**Activity:** Each line of the data holding "crates" should be found and copied.

--- Extracted data Enclosed Below ---

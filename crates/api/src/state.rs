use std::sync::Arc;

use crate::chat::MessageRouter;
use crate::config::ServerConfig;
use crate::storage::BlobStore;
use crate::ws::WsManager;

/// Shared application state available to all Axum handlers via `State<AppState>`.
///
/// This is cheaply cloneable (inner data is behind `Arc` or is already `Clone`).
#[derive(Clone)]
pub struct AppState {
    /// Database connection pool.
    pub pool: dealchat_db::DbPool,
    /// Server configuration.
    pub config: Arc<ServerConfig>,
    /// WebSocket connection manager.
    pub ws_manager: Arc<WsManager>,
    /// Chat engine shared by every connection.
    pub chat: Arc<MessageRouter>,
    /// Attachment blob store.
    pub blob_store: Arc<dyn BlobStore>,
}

--- End of Enclosed Extracted data ---
--- Extracted data Enclosed Below ---

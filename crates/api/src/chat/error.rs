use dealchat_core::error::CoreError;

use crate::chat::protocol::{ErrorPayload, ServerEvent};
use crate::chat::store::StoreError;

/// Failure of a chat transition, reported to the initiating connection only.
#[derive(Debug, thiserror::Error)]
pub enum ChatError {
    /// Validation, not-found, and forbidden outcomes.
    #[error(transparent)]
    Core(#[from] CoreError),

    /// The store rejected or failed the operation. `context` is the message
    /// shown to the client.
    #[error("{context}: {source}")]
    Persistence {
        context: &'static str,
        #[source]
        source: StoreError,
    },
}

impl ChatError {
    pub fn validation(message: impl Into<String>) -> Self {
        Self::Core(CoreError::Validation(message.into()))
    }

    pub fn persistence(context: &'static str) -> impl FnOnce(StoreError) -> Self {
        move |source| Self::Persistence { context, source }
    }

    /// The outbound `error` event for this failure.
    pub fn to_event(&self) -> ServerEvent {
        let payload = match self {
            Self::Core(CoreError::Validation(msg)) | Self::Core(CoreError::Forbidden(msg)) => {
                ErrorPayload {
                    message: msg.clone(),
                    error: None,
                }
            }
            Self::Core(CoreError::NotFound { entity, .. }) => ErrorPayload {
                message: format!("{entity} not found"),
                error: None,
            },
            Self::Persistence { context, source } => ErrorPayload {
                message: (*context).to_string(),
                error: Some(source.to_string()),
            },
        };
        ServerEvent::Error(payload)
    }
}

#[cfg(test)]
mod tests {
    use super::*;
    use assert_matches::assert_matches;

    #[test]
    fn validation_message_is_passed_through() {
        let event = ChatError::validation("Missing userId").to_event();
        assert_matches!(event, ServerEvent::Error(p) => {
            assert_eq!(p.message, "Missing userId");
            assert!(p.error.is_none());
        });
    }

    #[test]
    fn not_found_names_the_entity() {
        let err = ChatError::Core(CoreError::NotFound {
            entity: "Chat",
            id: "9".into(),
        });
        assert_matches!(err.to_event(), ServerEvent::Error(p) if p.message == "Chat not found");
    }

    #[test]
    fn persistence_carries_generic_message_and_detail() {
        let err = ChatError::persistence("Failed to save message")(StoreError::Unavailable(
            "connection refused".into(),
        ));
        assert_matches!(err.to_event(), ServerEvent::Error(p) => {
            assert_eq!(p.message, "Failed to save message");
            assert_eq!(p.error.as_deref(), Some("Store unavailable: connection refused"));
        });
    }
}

--- End of Enclosed Extracted data ---

**Reply:**
filename crates/api/src/state.rs
filename crates/api/src/chat/error.rs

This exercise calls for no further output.